I’ve achieved a new pinnacle of obscurity, and have now written a rudimentary COBOL implementation of a geometric algebra library for \( \mathbb{R}^2 \) calculations.
Who will use this? Absolutely nobody. Effectively, nobody knows geometric algebra. Nobody wants to know COBOL, but some do. The union of those two groups is vanishingly small (probably one: argued below.)
I understand that some Opus Dei members have taught themselves COBOL, as looking at COBOL has been found to be equally painful as a course of self flagellation.
Assuming that no Opus Dei practitioners know geometric algebra, that means that there is exactly one person in the world that both knows COBOL and geometric algebra. Me.
Why did I write this little library? Well, I was tickled to write something so completely stupid, and I’ve been laughing at the absurdity of it. I also thought I might learn a few things about COBOL in the process of trying to use it for something slightly non-trivial. I’m adept at writing simple test programs that exercise various obscure compiler features, but those are usually fairly small. On the flip side of complexity, I have to debug through a number of horribly complicated customer programs as part of my compiler validation work. A simple real life test scenario might run 100+ COBOL programs in a set of CICS transactions, executing thousands of EXEC DLI and EXEC CICS statements as well as all of the rest of the COBOL language statements! Despite having gained familiarity with COBOL from that sort of observational use, walking through stuff in the debugger doesn’t provide the same level of comfort with the language as writing code from scratch. Since I have no interest in simulating a boring business application, why not do something just for fun as a learning game.

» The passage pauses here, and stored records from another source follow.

//! Strictly Chomp - pure game logic for Chomp (the poisoned chocolate bar).
//!
//! Two players alternately bite a rectangular region out of a 4×7 bar.
//! A bite at `(row, col)` removes every cell with a row and column at least
//! that large. Cell `(0, 0)` is poisoned: whoever eats it loses.
//!
//! # Architecture
//!
//! - **Types**: [`Board`] storage and rendering
//! - **Position**: bounds-checked coordinates, parsing from user input
//! - **Rules**: pure functions over the board (apply a bite, list legal bites)
//! - **Contracts**: preconditions and postconditions for checked bites
//! - **Invariants**: first-class properties every reachable board satisfies
//!
//! # Example
//!
//! ```
//! use strictly_chomp::{Board, Position};
//!
//! let mut board = Board::new();
//! board.chomp(Position::new(1, 2)?)?;
//! assert_eq!(board.remaining(), 28 - 15);
//! assert!(board.is_present(Position::POISON));
//! # Ok::<(), strictly_chomp::MoveError>(())
//! ```

#![warn(missing_docs)]
#![forbid(unsafe_code)]

mod action;
mod contracts;
mod invariants;
mod position;
mod rules;
mod types;

pub use action::MoveError;
pub use contracts::{CellIsPresent, ChompContract, Contract, LegalChomp};
pub use invariants::{
    ChompInvariants, Invariant, InvariantSet, InvariantViolation, MonotonicBoardInvariant,
    PoisonLastInvariant, StaircaseInvariant,
};
pub use position::Position;
pub use rules::{apply_chomp, bite_region, is_poison_eaten, legal_moves};
pub use types::{Board, COLS, ROWS};
//! Line-based player input.
//!
//! Blocking reads from a terminal cannot be cancelled, so [`TerminalInput`]
//! does them on its own OS thread and hands lines over a channel. Waiting
//! on the channel can be abandoned at any time, and the reader thread never
//! holds up runtime shutdown.

use async_trait::async_trait;
use std::io::{self, BufRead};
use tokio::io::{AsyncWrite, AsyncWriteExt, Stdout};
use tokio::sync::mpsc;
use tracing::{debug, instrument, warn};

/// Lines buffered between the reader thread and the game.
const LINE_BUFFER: usize = 16;

/// Source of lines typed by the player.
///
/// Showing a prompt and waiting for the answer are separate steps so the
/// driver can keep one prompt on screen while it handles server messages.
#[async_trait]
pub trait LineInput: Send {
    /// Shows `prompt`. Does nothing by default.
    async fn show_prompt(&mut self, _prompt: &str) -> io::Result<()> {
        Ok(())
    }

    /// Waits for one line. `None` means input closed.
    ///
    /// Must be cancel safe: the driver races this against the network and
    /// drops the future when a server message wins.
    async fn next_line(&mut self) -> io::Result<Option<String>>;

    /// Shows `prompt` and waits for the answer.
    async fn prompt(&mut self, prompt: &str) -> io::Result<Option<String>> {
        self.show_prompt(prompt).await?;
        self.next_line().await
    }
}

/// Lines read on a background thread, prompts echoed to a writer.
pub struct TerminalInput<W> {
    lines: mpsc::Receiver<io::Result<String>>,
    echo: W,
}

impl<W> TerminalInput<W> {
    /// Starts a reader thread over whatever `open` returns.
    ///
    /// The reader is opened on the new thread, so it need not be `Send`.
    /// The thread stops at end of input, on a read error, or once this
    /// value is dropped and the next line has been read.
    #[instrument(skip_all)]
    pub fn spawn<F, R>(open: F, echo: W) -> io::Result<Self>
    where
        F: FnOnce() -> R + Send + 'static,
        R: BufRead,
    {
        let (tx, rx) = mpsc::channel(LINE_BUFFER);
        std::thread::Builder::new()
            .name("line-input".to_string())
            .spawn(move || {
                for line in open().lines() {
                    let failed = line.is_err();
                    if let Err(e) = &line {
                        warn!(error = %e, "Input read failed");
                    }
                    if tx.blocking_send(line).is_err() || failed {
                        break;
                    }
                }
                debug!("Input reader finished");
            })?;
        Ok(Self::from_channel(rx, echo))
    }

    /// Uses lines delivered by some other producer.
    pub fn from_channel(lines: mpsc::Receiver<io::Result<String>>, echo: W) -> Self {
        Self { lines, echo }
    }
}

impl TerminalInput<Stdout> {
    /// Standard input, prompts on standard output.
    pub fn stdio() -> io::Result<Self> {
        Self::spawn(|| io::stdin().lock(), tokio::io::stdout())
    }
}

#[async_trait]
impl<W> LineInput for TerminalInput<W>
where
    W: AsyncWrite + Unpin + Send,
{
    async fn show_prompt(&mut self, prompt: &str) -> io::Result<()> {
        self.echo.write_all(prompt.as_bytes()).await?;
        self.echo.flush().await
    }

    async fn next_line(&mut self) -> io::Result<Option<String>> {
        self.lines.recv().await.transpose()
    }
}
//! Driver loop tying the session to the network and the keyboard.
//!
//! One message is handled at a time. When the session says it is our
//! turn, the driver asks for a move while still watching the connection,
//! so a departing opponent or a dropped link ends the game at once.

use crate::error::ClientError;
use crate::input::LineInput;
use crate::protocol::{ClientMessage, ServerMessage};
use crate::selector::{Choice, MOVE_PROMPT, MoveSelector};
use crate::session::{LocalTurn, Outcome, Phase, Session, Transition};
use crate::transport::{Frame, MAX_LINE_BYTES, Transport};
use serde_json::Value;
use strictly_chomp::Position;
use tokio::io::{AsyncRead, AsyncWrite, AsyncWriteExt};
use tracing::{debug, info, instrument, warn};

/// Something that happened while waiting for our move.
enum TurnEvent {
    Inbound(Option<Frame>),
    Typed(Option<String>),
}

/// A Chomp client bound to one connection.
pub struct ChompClient<R, W, I, O> {
    session: Session,
    transport: Transport<R, W>,
    input: I,
    out: O,
}

impl<R, W, I, O> ChompClient<R, W, I, O>
where
    R: AsyncRead + Unpin + Send,
    W: AsyncWrite + Unpin + Send,
    I: LineInput,
    O: AsyncWrite + Unpin + Send,
{
    /// Creates a client with a fresh session.
    pub fn new(transport: Transport<R, W>, input: I, out: O) -> Self {
        Self {
            session: Session::new(),
            transport,
            input,
            out,
        }
    }

    /// The session state.
    pub fn session(&self) -> &Session {
        &self.session
    }

    /// The output sink.
    pub fn output(&self) -> &O {
        &self.out
    }

    /// Queues for a match and plays until the game ends.
    ///
    /// The connection is closed on every exit path, including errors.
    #[instrument(skip(self))]
    pub async fn run(&mut self) -> Result<Outcome, ClientError> {
        let result = self.play().await;
        if let Err(e) = self.transport.close().await {
            warn!(error = %e, "Failed to close connection");
        }
        match &result {
            Ok(outcome) => info!(%outcome, "Game over"),
            Err(e) => warn!(error = %e, "Client stopped"),
        }
        result
    }

    async fn play(&mut self) -> Result<Outcome, ClientError> {
        self.transport.send(&ClientMessage::Queue).await?;
        self.say("Queued").await?;

        loop {
            match *self.session.phase() {
                Phase::Terminated(outcome) => {
                    self.say(outcome.message()).await?;
                    return Ok(outcome);
                }
                Phase::AwaitingLocalMove => self.local_turn().await?,
                Phase::AwaitingMatch | Phase::WaitingForPeer => {
                    let line = self.transport.next_line().await?;
                    self.inbound(line).await?;
                }
            }
        }
    }

    /// Handles one inbound line, or end of stream.
    async fn inbound(&mut self, frame: Option<Frame>) -> Result<(), ClientError> {
        let line = match frame {
            Some(Frame::Line(line)) => line,
            Some(Frame::TooLong { length }) => {
                return self
                    .say(&format!(
                        "Bad message: line of {length} bytes exceeds the {MAX_LINE_BYTES}-byte limit"
                    ))
                    .await;
            }
            None => {
                self.session.transport_closed();
                return Ok(());
            }
        };

        let message = match ServerMessage::decode(&line) {
            Ok(message) => message,
            Err(e) => {
                warn!(error = %e, "Skipping undecodable message");
                return self.say(&format!("Bad message: {line}")).await;
            }
        };

        match self.session.handle(message) {
            Ok(transition) => self.report(transition).await,
            Err(e) => {
                warn!(error = %e, "Ignoring message");
                self.say(&format!("Ignored out-of-turn message: {line}")).await
            }
        }
    }

    async fn report(&mut self, transition: Transition) -> Result<(), ClientError> {
        match transition {
            Transition::Matched { room_id, role } => {
                self.say(&format!("Matched in room {room_id}, role {}", role.code()))
                    .await?;
                self.render().await
            }
            Transition::PeerMoved { position, .. } => {
                self.say(&format!("Peer ate to {position}")).await?;
                self.render().await
            }
            Transition::PeerLeft => Ok(()),
            Transition::ServerError(payload) => {
                self.say(&format!("Server error: {}", Value::Array(payload)))
                    .await
            }
        }
    }

    /// Our turn: ask until a legal bite or a leave, watching the network.
    ///
    /// The prompt stays on screen while server messages are handled; it is
    /// shown again only after a rejected entry.
    #[instrument(skip(self))]
    async fn local_turn(&mut self) -> Result<(), ClientError> {
        let legal = match self.session.open_local_turn()? {
            LocalTurn::Choose(moves) => moves,
            LocalTurn::Stuck => return Ok(()),
        };

        self.input.show_prompt(MOVE_PROMPT).await?;
        loop {
            let event = tokio::select! {
                biased;
                frame = self.transport.next_line() => TurnEvent::Inbound(frame?),
                line = self.input.next_line() => TurnEvent::Typed(line?),
            };

            match event {
                TurnEvent::Inbound(frame) => {
                    self.inbound(frame).await?;
                    if *self.session.phase() != Phase::AwaitingLocalMove {
                        return Ok(());
                    }
                }
                TurnEvent::Typed(None) => {
                    debug!("Input closed");
                    return self.leave().await;
                }
                TurnEvent::Typed(Some(text)) => match MoveSelector::select(&legal, &text) {
                    Ok(Choice::Play(position)) => return self.bite(position).await,
                    Ok(Choice::Leave) => return self.leave().await,
                    Err(e) => {
                        debug!(error = %e, input = %text, "Rejected input");
                        self.say(MoveSelector::rejection(&e)).await?;
                        self.input.show_prompt(MOVE_PROMPT).await?;
                    }
                },
            }
        }
    }

    async fn bite(&mut self, position: Position) -> Result<(), ClientError> {
        let play = self.session.play_local(position)?;
        self.say(&format!("You moved at {position}")).await?;
        self.render().await?;
        self.transport.send(&play.message).await
    }

    async fn leave(&mut self) -> Result<(), ClientError> {
        let message = self.session.leave()?;
        self.transport.send(&message).await
    }

    async fn say(&mut self, line: &str) -> Result<(), ClientError> {
        self.out.write_all(line.as_bytes()).await?;
        self.out.write_all(b"\n").await?;
        self.out.flush().await?;
        Ok(())
    }

    async fn render(&mut self) -> Result<(), ClientError> {
        let board = self.session.board().render();
        self.say(&board).await
    }
}
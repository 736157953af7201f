//! Strictly Chomp client library - plays Chomp against a remote opponent.
//!
//! The client joins a relay server's matchmaking queue, tracks the shared
//! board locally, validates our bites before sending them, and reports the
//! board after every change.
//!
//! # Architecture
//!
//! - **Protocol**: opcode-tagged JSON arrays, one per line
//! - **Session**: the state machine deciding what each message means
//! - **Selector**: checks typed input against the legal bites
//! - **Transport**: the single connection to the server
//! - **Client**: the driver loop that owns all of the above
//!
//! # Example
//!
//! ```no_run
//! use strictly_chomp_client::{ChompClient, TerminalInput, Transport};
//!
//! # async fn example() -> Result<(), strictly_chomp_client::ClientError> {
//! let transport = Transport::connect("127.0.0.1", 4000).await?;
//! let mut client = ChompClient::new(transport, TerminalInput::stdio()?, tokio::io::stdout());
//! let outcome = client.run().await?;
//! println!("{outcome}");
//! # Ok(())
//! # }
//! ```

#![warn(missing_docs)]
#![forbid(unsafe_code)]

mod client;
mod config;
mod error;
mod input;
mod protocol;
mod selector;
mod session;
mod transport;

// Crate-level exports - Driver
pub use client::ChompClient;

// Crate-level exports - Configuration and errors
pub use config::{ClientConfig, ConfigError};
pub use error::ClientError;

// Crate-level exports - Input
pub use input::{LineInput, TerminalInput};

// Crate-level exports - Wire protocol
pub use protocol::{ClientMessage, Opcode, ProtocolError, RoomId, Role, ServerMessage};

// Crate-level exports - Move selection
pub use selector::{Choice, MOVE_PROMPT, MoveSelector};

// Crate-level exports - Session state machine
pub use session::{LocalPlay, LocalTurn, Outcome, Phase, Session, SessionError, Transition};

// Crate-level exports - Transport
pub use transport::{Frame, MAX_LINE_BYTES, Transport};
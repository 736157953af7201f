//! Client error types.

use crate::config::ConfigError;
use crate::session::SessionError;

/// Failure that ends a client run.
///
/// Protocol problems (bad lines, out-of-turn messages, server errors) are
/// reported and skipped inside the loop; only these escape it.
#[derive(Debug, derive_more::Display, derive_more::Error, derive_more::From)]
pub enum ClientError {
    /// Transport, keyboard, or terminal I/O failed.
    #[display("I/O error: {_0}")]
    Io(std::io::Error),

    /// An outbound message could not be serialized.
    #[display("Failed to encode message: {_0}")]
    Encode(serde_json::Error),

    /// Configuration could not be resolved.
    #[display("{_0}")]
    Config(ConfigError),

    /// The driver asked the session for something its phase forbids.
    #[display("Session error: {_0}")]
    Session(SessionError),
}
//! Monotonic board invariant: eaten cells stay eaten.

use super::super::{Board, Position};
use super::Invariant;

/// Invariant over a `(before, after)` pair: no cell goes from eaten back to
/// present.
pub struct MonotonicBoardInvariant;

impl Invariant<(Board, Board)> for MonotonicBoardInvariant {
    fn holds((before, after): &(Board, Board)) -> bool {
        Position::all().all(|p| before.is_present(p) || !after.is_present(p))
    }

    fn description() -> &'static str {
        "Board cells are monotonic (eaten cells never return)"
    }
}

#[cfg(test)]
mod tests {
    use super::*;

    #[test]
    fn test_unchanged_board_holds() {
        let board = Board::new();
        assert!(MonotonicBoardInvariant::holds(&(board.clone(), board)));
    }

    #[test]
    fn test_bite_holds() {
        let before = Board::new();
        let mut after = before.clone();
        after.chomp(Position::new(2, 0).unwrap()).unwrap();
        assert!(MonotonicBoardInvariant::holds(&(before, after)));
    }

    #[test]
    fn test_restored_cell_violates() {
        let mut before = Board::new();
        before.chomp(Position::new(1, 1).unwrap()).unwrap();
        let after = Board::new();
        assert!(!MonotonicBoardInvariant::holds(&(before, after)));
    }
}
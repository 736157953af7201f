//! Contract-based validation for Chomp.
//!
//! Contracts define correctness through preconditions and postconditions.
//! They formalize the Hoare-style reasoning: {P} action {Q}

use super::action::MoveError;
use super::invariants::{ChompInvariants, Invariant, InvariantSet, MonotonicBoardInvariant};
use super::{Board, Position};
use tracing::{instrument, warn};

// ─────────────────────────────────────────────────────────────
//  Contract Trait
// ─────────────────────────────────────────────────────────────

/// A contract defines preconditions and postconditions for state transitions.
pub trait Contract<S, A> {
    /// Checks preconditions before applying the action.
    fn pre(state: &S, action: &A) -> Result<(), MoveError>;

    /// Checks postconditions after applying the action.
    fn post(before: &S, after: &S) -> Result<(), MoveError>;
}

// ─────────────────────────────────────────────────────────────
//  Bite Preconditions
// ─────────────────────────────────────────────────────────────

/// Precondition: the anchor cell must still be present.
pub struct CellIsPresent;

impl CellIsPresent {
    /// Checks that `at` has not been eaten.
    #[instrument(skip(board))]
    pub fn check(board: &Board, at: Position) -> Result<(), MoveError> {
        if board.is_present(at) {
            Ok(())
        } else {
            Err(MoveError::AlreadyEaten(at))
        }
    }
}

/// Composite precondition for a legal bite.
///
/// Bounds are guaranteed by [`Position`] construction, so presence is the
/// only runtime check.
pub struct LegalChomp;

impl LegalChomp {
    /// Validates all preconditions for a bite.
    #[instrument(skip(board))]
    pub fn check(board: &Board, at: Position) -> Result<(), MoveError> {
        CellIsPresent::check(board, at)
    }
}

// ─────────────────────────────────────────────────────────────
//  Bite Contract (Pre + Post)
// ─────────────────────────────────────────────────────────────

/// Contract for bites.
///
/// Preconditions:
/// - Anchor cell is present
///
/// Postconditions:
/// - No cell came back
/// - Board keeps its staircase shape
/// - Poison is only gone when everything is gone
pub struct ChompContract;

impl Contract<Board, Position> for ChompContract {
    fn pre(board: &Board, at: &Position) -> Result<(), MoveError> {
        LegalChomp::check(board, *at)
    }

    fn post(before: &Board, after: &Board) -> Result<(), MoveError> {
        let mut descriptions = Vec::new();

        if !MonotonicBoardInvariant::holds(&(before.clone(), after.clone())) {
            descriptions.push(MonotonicBoardInvariant::description().to_string());
        }

        if let Err(violations) = ChompInvariants::check_all(after) {
            descriptions.extend(violations.into_iter().map(|v| v.description));
        }

        if descriptions.is_empty() {
            Ok(())
        } else {
            warn!(?descriptions, "Postcondition failed");
            Err(MoveError::InvariantViolation(format!(
                "Postcondition failed: {}",
                descriptions.join("; ")
            )))
        }
    }
}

The compiler I am using does not seem to support object-COBOL (which would have been nicely suited for this project), so I’ve written my little toy in conventional COBOL, using one external procedure for each type of mathematical operation. In the huge set of customer COBOL code that I’ve examined and done test compilations of, none of it has used object-COBOL. I am guessing that the object-COBOL community is as large as the user base for my little toy COBOL geometric algebra library will ever be.
I’ve implemented methods to construct multivectors with scalar, vector and pseudoscalar components, or a general multivector with all of the above. I’ve also implemented multiply, add, subtract, scalar multiplication, grade selection, and a DISPLAY function to write a multivector to SYSOUT (stdout equivalent.)
The multivector “type”
Figure 1 shows the implementation of my multivector type, implemented in copybook (include file) named MVI. I have an alternate MV copybook that doesn’t have the VALUE (initialization) clauses, as you don’t want initialization for LINKAGE-SECTION values (i.e.: program parameters.)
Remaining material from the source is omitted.